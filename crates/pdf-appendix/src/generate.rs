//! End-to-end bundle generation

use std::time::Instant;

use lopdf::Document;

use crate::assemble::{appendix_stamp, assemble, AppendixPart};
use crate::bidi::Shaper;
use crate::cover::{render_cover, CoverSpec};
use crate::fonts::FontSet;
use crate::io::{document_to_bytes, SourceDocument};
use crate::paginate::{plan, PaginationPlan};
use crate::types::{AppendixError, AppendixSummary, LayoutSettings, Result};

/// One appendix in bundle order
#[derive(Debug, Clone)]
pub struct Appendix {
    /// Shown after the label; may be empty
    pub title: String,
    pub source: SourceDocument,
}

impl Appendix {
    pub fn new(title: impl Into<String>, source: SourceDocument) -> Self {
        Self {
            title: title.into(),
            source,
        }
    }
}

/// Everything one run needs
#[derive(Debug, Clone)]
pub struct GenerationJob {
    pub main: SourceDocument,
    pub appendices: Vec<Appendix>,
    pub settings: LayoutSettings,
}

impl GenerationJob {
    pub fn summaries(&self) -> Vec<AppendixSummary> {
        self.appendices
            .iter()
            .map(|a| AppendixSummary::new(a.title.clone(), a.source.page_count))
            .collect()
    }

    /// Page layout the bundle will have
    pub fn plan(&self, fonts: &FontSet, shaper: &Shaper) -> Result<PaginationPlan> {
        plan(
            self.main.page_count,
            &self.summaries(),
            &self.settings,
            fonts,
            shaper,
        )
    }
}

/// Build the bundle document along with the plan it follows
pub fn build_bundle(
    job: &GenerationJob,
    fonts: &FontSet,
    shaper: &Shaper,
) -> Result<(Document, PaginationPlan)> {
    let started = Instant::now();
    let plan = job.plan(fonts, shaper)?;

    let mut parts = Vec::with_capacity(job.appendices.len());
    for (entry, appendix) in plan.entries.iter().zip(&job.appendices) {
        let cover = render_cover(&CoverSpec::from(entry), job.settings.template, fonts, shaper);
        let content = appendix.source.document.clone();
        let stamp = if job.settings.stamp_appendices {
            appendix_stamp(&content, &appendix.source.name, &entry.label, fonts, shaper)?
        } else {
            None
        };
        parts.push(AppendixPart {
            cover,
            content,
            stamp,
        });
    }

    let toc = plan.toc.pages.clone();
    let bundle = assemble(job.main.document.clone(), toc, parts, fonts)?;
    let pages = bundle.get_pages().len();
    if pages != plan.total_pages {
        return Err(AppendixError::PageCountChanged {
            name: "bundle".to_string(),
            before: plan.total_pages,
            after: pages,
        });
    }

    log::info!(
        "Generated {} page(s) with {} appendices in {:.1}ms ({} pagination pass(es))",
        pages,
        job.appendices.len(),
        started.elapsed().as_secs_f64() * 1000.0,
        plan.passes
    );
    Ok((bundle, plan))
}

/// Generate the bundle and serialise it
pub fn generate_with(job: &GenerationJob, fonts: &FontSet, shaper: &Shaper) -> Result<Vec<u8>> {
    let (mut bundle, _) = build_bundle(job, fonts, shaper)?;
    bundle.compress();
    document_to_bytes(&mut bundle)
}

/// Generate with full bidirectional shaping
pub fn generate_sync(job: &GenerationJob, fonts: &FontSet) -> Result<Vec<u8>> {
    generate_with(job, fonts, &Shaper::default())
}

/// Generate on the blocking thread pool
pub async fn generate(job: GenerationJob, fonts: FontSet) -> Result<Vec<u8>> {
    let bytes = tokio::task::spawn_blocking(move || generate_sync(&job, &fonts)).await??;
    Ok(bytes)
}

----------------------------------------

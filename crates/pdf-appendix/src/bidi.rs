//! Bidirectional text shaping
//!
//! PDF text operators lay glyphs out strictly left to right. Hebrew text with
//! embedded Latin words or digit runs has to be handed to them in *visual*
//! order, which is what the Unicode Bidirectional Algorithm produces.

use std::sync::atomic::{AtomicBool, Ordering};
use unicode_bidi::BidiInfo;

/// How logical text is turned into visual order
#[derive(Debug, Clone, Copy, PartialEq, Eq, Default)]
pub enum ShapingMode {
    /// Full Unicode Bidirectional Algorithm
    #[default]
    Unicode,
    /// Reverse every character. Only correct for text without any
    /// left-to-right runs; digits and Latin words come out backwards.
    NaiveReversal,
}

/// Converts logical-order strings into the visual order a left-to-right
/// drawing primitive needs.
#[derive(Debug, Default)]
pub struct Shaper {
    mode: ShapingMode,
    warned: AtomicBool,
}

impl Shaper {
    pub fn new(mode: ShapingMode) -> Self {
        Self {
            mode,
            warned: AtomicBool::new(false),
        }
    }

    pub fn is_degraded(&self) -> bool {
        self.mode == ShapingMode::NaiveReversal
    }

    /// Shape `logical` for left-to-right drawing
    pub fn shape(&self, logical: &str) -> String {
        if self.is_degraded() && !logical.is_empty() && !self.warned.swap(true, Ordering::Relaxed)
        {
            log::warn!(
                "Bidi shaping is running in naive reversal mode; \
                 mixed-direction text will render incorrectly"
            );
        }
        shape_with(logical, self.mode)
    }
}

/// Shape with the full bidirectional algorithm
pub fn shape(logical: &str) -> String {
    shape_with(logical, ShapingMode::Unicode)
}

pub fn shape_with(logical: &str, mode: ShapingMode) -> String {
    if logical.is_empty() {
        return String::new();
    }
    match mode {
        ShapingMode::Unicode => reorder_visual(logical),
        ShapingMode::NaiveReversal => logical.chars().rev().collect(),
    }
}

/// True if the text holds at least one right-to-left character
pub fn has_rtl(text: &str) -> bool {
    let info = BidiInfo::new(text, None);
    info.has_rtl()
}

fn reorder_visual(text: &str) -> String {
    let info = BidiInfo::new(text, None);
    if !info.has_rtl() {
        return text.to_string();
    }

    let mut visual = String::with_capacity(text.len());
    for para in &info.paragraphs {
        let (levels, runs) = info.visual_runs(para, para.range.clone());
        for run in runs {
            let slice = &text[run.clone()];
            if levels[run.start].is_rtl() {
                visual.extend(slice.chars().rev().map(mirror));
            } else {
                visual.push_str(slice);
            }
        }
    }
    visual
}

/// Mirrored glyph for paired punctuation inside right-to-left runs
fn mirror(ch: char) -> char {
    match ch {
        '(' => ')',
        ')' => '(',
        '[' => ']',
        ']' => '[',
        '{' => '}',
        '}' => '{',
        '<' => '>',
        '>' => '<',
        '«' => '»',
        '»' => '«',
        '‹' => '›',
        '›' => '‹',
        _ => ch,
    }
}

----------------------------------------

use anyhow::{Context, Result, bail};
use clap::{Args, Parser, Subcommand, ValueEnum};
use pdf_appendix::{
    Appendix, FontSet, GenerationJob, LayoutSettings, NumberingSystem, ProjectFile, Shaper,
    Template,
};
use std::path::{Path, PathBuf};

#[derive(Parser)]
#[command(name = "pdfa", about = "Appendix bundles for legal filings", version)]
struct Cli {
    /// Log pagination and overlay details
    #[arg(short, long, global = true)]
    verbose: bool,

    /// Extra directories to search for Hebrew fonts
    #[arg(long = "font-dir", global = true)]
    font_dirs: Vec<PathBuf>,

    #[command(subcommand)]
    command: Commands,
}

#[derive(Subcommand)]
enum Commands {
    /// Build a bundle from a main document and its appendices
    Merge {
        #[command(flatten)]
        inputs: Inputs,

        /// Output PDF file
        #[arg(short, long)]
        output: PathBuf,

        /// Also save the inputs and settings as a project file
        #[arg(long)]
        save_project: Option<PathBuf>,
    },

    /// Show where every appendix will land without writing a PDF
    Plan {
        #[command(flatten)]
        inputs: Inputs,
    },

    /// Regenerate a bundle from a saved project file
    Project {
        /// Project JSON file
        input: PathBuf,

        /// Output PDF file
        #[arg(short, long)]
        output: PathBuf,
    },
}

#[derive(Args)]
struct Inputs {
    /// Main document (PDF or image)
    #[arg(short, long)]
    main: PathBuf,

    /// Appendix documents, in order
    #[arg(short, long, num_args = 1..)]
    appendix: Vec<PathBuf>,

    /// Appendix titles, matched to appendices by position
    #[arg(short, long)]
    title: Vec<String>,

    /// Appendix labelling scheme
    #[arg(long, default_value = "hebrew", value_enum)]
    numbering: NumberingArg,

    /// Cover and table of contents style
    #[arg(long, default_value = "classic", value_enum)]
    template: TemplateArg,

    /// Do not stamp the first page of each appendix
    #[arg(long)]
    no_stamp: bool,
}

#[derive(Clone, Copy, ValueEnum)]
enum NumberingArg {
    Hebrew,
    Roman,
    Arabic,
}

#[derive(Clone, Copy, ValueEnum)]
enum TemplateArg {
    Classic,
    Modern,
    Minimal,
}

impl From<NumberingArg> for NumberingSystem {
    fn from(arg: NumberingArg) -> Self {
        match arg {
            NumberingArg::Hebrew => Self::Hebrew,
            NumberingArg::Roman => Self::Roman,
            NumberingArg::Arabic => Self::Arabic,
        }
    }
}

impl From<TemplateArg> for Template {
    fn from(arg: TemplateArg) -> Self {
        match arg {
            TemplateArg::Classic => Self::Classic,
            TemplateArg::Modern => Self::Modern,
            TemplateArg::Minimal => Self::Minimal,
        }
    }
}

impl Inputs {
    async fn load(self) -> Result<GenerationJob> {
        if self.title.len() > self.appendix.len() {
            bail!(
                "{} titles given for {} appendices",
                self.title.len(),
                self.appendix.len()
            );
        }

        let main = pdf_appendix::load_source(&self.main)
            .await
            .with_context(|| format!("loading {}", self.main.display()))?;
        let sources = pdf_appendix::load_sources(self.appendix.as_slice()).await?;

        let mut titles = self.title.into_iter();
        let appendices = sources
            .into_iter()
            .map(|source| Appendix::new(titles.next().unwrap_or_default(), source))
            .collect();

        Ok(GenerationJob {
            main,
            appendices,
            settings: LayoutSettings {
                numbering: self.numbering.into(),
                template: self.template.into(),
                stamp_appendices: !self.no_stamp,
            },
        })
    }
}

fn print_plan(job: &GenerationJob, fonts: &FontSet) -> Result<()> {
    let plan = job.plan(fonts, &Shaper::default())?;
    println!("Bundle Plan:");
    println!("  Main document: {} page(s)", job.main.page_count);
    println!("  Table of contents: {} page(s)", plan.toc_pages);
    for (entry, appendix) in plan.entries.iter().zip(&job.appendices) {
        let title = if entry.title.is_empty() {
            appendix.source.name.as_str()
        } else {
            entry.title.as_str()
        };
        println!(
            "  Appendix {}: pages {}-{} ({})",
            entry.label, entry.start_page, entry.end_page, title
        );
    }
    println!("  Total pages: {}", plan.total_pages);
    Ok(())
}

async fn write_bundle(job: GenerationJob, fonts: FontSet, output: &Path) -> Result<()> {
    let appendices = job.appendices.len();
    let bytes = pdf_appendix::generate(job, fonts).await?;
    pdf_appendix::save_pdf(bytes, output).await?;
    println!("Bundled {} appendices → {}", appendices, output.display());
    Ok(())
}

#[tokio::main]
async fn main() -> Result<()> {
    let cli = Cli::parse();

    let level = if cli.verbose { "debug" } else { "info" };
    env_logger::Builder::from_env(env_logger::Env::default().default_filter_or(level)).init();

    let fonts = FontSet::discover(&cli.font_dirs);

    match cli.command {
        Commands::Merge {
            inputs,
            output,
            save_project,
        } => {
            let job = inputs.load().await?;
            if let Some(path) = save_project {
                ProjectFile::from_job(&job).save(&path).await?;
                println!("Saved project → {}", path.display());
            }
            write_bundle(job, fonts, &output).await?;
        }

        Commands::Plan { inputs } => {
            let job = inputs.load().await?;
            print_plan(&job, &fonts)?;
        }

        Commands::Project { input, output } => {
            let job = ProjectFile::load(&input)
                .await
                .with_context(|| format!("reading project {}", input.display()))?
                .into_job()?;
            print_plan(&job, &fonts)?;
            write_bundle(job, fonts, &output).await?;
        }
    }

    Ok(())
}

----------------------------------------

HOW TO COMPLETE THIS TASK:
Wherever the string "AtomicBool" occurs in the data, copy the line that holds it.

RESPONSE BOX:
use std::sync::atomic::{AtomicBool, Ordering};
    warned: AtomicBool,
            warned: AtomicBool::new(false),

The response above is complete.